CEO Tony Sanchez III said the board of directors was soliciting outside advice to guide it through a review of corporate performance across its entire portfolio.
“The goal of this review is to further enhance production and operating margins in order to achieve the financial performance Sanchez Energy’s shareholders expect,” he said in a statement.
The CEO said the second quarter was a challenging one as performance was below expectations at Eagle Ford operations in Texas. He said efforts were already under way to improve production performance.
The company recorded a net loss of $35 million in the second quarter, compared with a net profit of $53 million for the same period last year. Net production increased 8.4 percent from the same period last year. First quarter production was at the low end of its guidance.
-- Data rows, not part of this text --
//! In-process [`StreamClient`] backed by shared, test-controlled state.

use std::{
    collections::{BTreeMap, VecDeque},
    num::NonZeroUsize,
    sync::Arc,
};

use async_trait::async_trait;
use bytes::Bytes;
use chrono::Utc;
use parking_lot::Mutex;

use super::{ClientError, ClientErrorKind, GetRecordsOutput, StartingPosition, StreamClient};
use crate::record::{Record, SequenceNumber, ShardId, ShardIterator};

/// Largest page handed out by a single fetch, mirroring the service limit.
const MAX_RECORDS_PER_FETCH: usize = 10_000;

#[derive(Debug, Default)]
struct MockShard {
    records: Vec<Record>,
    next_sequence_number: u64,
    closed: bool,
    stalled: bool,
    iterator_errors: VecDeque<ClientError>,
    fetch_errors: VecDeque<ClientError>,
    /// Errors keyed by the index of the fetch call they fail.
    scheduled_fetch_errors: BTreeMap<usize, ClientError>,
    fetch_calls: usize,
    fetched: Vec<ShardIterator>,
}

impl MockShard {
    fn position_of(&self, position: &StartingPosition) -> usize {
        match position {
            StartingPosition::TrimHorizon => 0,
            StartingPosition::Latest => self.records.len(),
            StartingPosition::AfterSequenceNumber(seq) => self
                .records
                .partition_point(|r| r.sequence_number() <= seq),
        }
    }
}

#[derive(Debug)]
struct MockStream {
    name: String,
    shards: BTreeMap<ShardId, MockShard>,
    describe_errors: VecDeque<ClientError>,
    iterator_requests: Vec<(ShardId, StartingPosition)>,
    /// Makes every issued token unique, so a token only repeats when deliberately replayed.
    issued: u64,
}

impl MockStream {
    fn issue(&mut self, shard_id: &ShardId, position: usize) -> ShardIterator {
        self.issued += 1;
        ShardIterator::new(format!("{shard_id}:{position}:{}", self.issued))
    }

    fn shard_mut(&mut self, shard_id: &ShardId) -> Result<&mut MockShard, ClientError> {
        self.shards.get_mut(shard_id).ok_or_else(|| {
            ClientError::new(
                ClientErrorKind::NotFound,
                "ResourceNotFoundException",
                format!("shard {shard_id} not found"),
            )
        })
    }
}

/// State shared between a test and the [`MockStreamClient`]s it hands out.
///
/// Models a single stream. Every shard assigns the sequence numbers 1, 2, 3, … to the records
/// pushed to it.
#[derive(Debug, Clone)]
pub struct MockStreamState {
    inner: Arc<Mutex<MockStream>>,
}

impl MockStreamState {
    /// Create a stream with `n_shards` empty shards named like the service names them.
    pub fn new(stream_name: impl Into<String>, n_shards: usize) -> Self {
        let shards = (0..n_shards)
            .map(|i| (ShardId::new(format!("shardId-{i:012}")), MockShard::default()))
            .collect();

        Self {
            inner: Arc::new(Mutex::new(MockStream {
                name: stream_name.into(),
                shards,
                describe_errors: Default::default(),
                iterator_requests: Default::default(),
                issued: 0,
            })),
        }
    }

    /// A client reading from this state.
    pub fn client(&self) -> MockStreamClient {
        MockStreamClient {
            state: self.clone(),
            max_records_per_fetch: MAX_RECORDS_PER_FETCH,
        }
    }

    pub fn shard_ids(&self) -> Vec<ShardId> {
        self.inner.lock().shards.keys().cloned().collect()
    }

    /// Append a record to `shard_id` and return its sequence number.
    ///
    /// # Panics
    /// - when the shard does not exist
    /// - when the shard is closed
    pub fn push_record(
        &self,
        shard_id: &ShardId,
        data: impl Into<Bytes>,
        partition_key: &str,
    ) -> SequenceNumber {
        let mut guard = self.inner.lock();
        let shard = guard.shards.get_mut(shard_id).expect("unknown shard");
        assert!(!shard.closed, "shard {shard_id} is closed");

        shard.next_sequence_number += 1;
        let seq = SequenceNumber::from(shard.next_sequence_number);
        shard.records.push(Record::new(
            data,
            seq.clone(),
            partition_key,
            Some(Utc::now()),
        ));
        seq
    }

    /// Append `n` records with generated payloads to `shard_id`.
    ///
    /// # Panics
    /// - when the shard does not exist
    /// - when the shard is closed
    pub fn push_records(&self, shard_id: &ShardId, n: usize) {
        for _ in 0..n {
            let next = self.inner.lock().shards[shard_id].next_sequence_number + 1;
            self.push_record(shard_id, format!("record-{next}"), "partitionKey-0");
        }
    }

    /// Fail the next shard listing with `error`.
    pub fn push_describe_error(&self, error: ClientError) {
        self.inner.lock().describe_errors.push_back(error);
    }

    /// Fail the next iterator acquisition on `shard_id` with `error`.
    ///
    /// # Panics
    /// - when the shard does not exist
    pub fn push_iterator_error(&self, shard_id: &ShardId, error: ClientError) {
        let mut guard = self.inner.lock();
        let shard = guard.shards.get_mut(shard_id).expect("unknown shard");
        shard.iterator_errors.push_back(error);
    }

    /// Fail the next fetch on `shard_id` with `error`. Queued errors are returned in order.
    ///
    /// # Panics
    /// - when the shard does not exist
    pub fn push_fetch_error(&self, shard_id: &ShardId, error: ClientError) {
        let mut guard = self.inner.lock();
        let shard = guard.shards.get_mut(shard_id).expect("unknown shard");
        shard.fetch_errors.push_back(error);
    }

    /// Fail the fetch call with index `call` (counting from zero, failed calls included) on
    /// `shard_id` with `error`.
    ///
    /// # Panics
    /// - when the shard does not exist
    pub fn fail_fetch_at(&self, shard_id: &ShardId, call: usize, error: ClientError) {
        let mut guard = self.inner.lock();
        let shard = guard.shards.get_mut(shard_id).expect("unknown shard");
        shard.scheduled_fetch_errors.insert(call, error);
    }

    /// Close `shard_id`: once its remaining records have been read, fetches return no next
    /// iterator.
    ///
    /// # Panics
    /// - when the shard does not exist
    pub fn close_shard(&self, shard_id: &ShardId) {
        let mut guard = self.inner.lock();
        guard.shards.get_mut(shard_id).expect("unknown shard").closed = true;
    }

    /// Make fetches on `shard_id` hand back the very token they were called with.
    ///
    /// # Panics
    /// - when the shard does not exist
    pub fn stall_shard(&self, shard_id: &ShardId) {
        let mut guard = self.inner.lock();
        guard.shards.get_mut(shard_id).expect("unknown shard").stalled = true;
    }

    /// Every iterator acquisition so far, in call order.
    pub fn iterator_requests(&self) -> Vec<(ShardId, StartingPosition)> {
        self.inner.lock().iterator_requests.clone()
    }

    /// Tokens successfully fetched from `shard_id`, in call order.
    ///
    /// # Panics
    /// - when the shard does not exist
    pub fn fetched_iterators(&self, shard_id: &ShardId) -> Vec<ShardIterator> {
        self.inner.lock().shards[shard_id].fetched.clone()
    }
}

/// [`StreamClient`] over a [`MockStreamState`].
#[derive(Debug, Clone)]
pub struct MockStreamClient {
    state: MockStreamState,
    max_records_per_fetch: usize,
}

impl MockStreamClient {
    /// Never return more than `n` records from one fetch, regardless of the requested limit.
    pub fn with_max_records_per_fetch(self, n: NonZeroUsize) -> Self {
        Self {
            max_records_per_fetch: n.get(),
            ..self
        }
    }
}

fn invalid_iterator(iterator: &ShardIterator) -> ClientError {
    ClientError::new(
        ClientErrorKind::InvalidArgument,
        "InvalidArgumentException",
        format!("invalid shard iterator {}", iterator.as_str()),
    )
}

/// Split a token issued by [`MockStream::issue`] into shard and position.
fn parse_iterator(iterator: &ShardIterator) -> Result<(ShardId, usize), ClientError> {
    let mut parts = iterator.as_str().rsplitn(3, ':');
    let (Some(_nonce), Some(position), Some(shard)) = (parts.next(), parts.next(), parts.next())
    else {
        return Err(invalid_iterator(iterator));
    };
    let position = position.parse().map_err(|_| invalid_iterator(iterator))?;
    Ok((ShardId::new(shard), position))
}

#[async_trait]
impl StreamClient for MockStreamClient {
    async fn describe_stream(&self, stream_name: &str) -> Result<Vec<ShardId>, ClientError> {
        let mut guard = self.state.inner.lock();
        if let Some(e) = guard.describe_errors.pop_front() {
            return Err(e);
        }
        if guard.name != stream_name {
            return Err(ClientError::new(
                ClientErrorKind::NotFound,
                "ResourceNotFoundException",
                format!("stream {stream_name} not found"),
            ));
        }
        Ok(guard.shards.keys().cloned().collect())
    }

    async fn get_shard_iterator(
        &self,
        stream_name: &str,
        shard_id: &ShardId,
        position: &StartingPosition,
    ) -> Result<ShardIterator, ClientError> {
        let mut guard = self.state.inner.lock();
        if guard.name != stream_name {
            return Err(ClientError::new(
                ClientErrorKind::NotFound,
                "ResourceNotFoundException",
                format!("stream {stream_name} not found"),
            ));
        }
        guard
            .iterator_requests
            .push((shard_id.clone(), position.clone()));

        let shard = guard.shard_mut(shard_id)?;
        if let Some(e) = shard.iterator_errors.pop_front() {
            return Err(e);
        }
        let offset = shard.position_of(position);
        Ok(guard.issue(shard_id, offset))
    }

    async fn get_records(
        &self,
        iterator: &ShardIterator,
        limit: Option<NonZeroUsize>,
    ) -> Result<GetRecordsOutput, ClientError> {
        let (shard_id, position) = parse_iterator(iterator)?;
        let mut guard = self.state.inner.lock();

        let shard = guard.shard_mut(&shard_id)?;
        let call = shard.fetch_calls;
        shard.fetch_calls += 1;
        if let Some(e) = shard.scheduled_fetch_errors.remove(&call) {
            return Err(e);
        }
        if let Some(e) = shard.fetch_errors.pop_front() {
            return Err(e);
        }
        shard.fetched.push(iterator.clone());

        let take = limit
            .map_or(MAX_RECORDS_PER_FETCH, NonZeroUsize::get)
            .min(self.max_records_per_fetch);
        let start = position.min(shard.records.len());
        let end = (start + take).min(shard.records.len());
        let records = shard.records[start..end].to_vec();
        let behind = (shard.records.len() - end) as u64;

        let next_iterator = if shard.stalled {
            Some(iterator.clone())
        } else if shard.closed && end == shard.records.len() {
            None
        } else {
            Some(guard.issue(&shard_id, end))
        };

        Ok(GetRecordsOutput {
            records,
            next_iterator,
            // one second per unread record is as good a lag model as any
            millis_behind_latest: Some(behind * 1000),
        })
    }
}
Operating costs, meanwhile, increased with oil and natural gas production expenses jumping nearly 25 percent from second quarter 2017.
Sanchez is one of the larger operators in the Eagle Ford shale basin in Texas and added more than 300,000 acres to its portfolio through an early 2017 acquisition from rival Anadarko Petroleum
The U.S. Energy Information Administration expected Eagle Ford to produce 1.43 million barrels of oil and 6.9 million cubic feet of gas per day this month. It has one of the highest numbers of drilled, but uncompleted, wells in the country. Those types of wells are ones that operators don’t yet want to put into production because of market conditions.
Even as Brent holds above $70 per barrel, the U.S. Energy Information Administration reported drilled, but uncompleted wells are on pace to increase 2.5 percent from July to August.
Christopher Heinson, the senior vice president and chief operating officer, left Sanchez last month to become CEO of Maverick Natural Resources.